**Task description**.
Wherever the string "qtask" appears in the records, return the line that holds it.

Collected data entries

..............................

use qtask::commands::Cli;
use qtask::libs::messages::macros::is_debug_mode;
use qtask::msg_error;
use std::process::ExitCode;
use tracing_subscriber::{fmt, EnvFilter};

fn main() -> ExitCode {
    if is_debug_mode() {
        let filter = EnvFilter::try_from_default_env().unwrap_or_else(|_| EnvFilter::new("qtask=debug"));
        fmt().with_env_filter(filter).with_target(false).init();
    }

    match Cli::menu() {
        Ok(()) => ExitCode::SUCCESS,
        Err(e) => {
            msg_error!(e);
            ExitCode::FAILURE
        }
    }
}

..............................

**Response to this exercise**.
use qtask::commands::Cli;
use qtask::libs::messages::macros::is_debug_mode;
use qtask::msg_error;
        let filter = EnvFilter::try_from_default_env().unwrap_or_else(|_| EnvFilter::new("qtask=debug"));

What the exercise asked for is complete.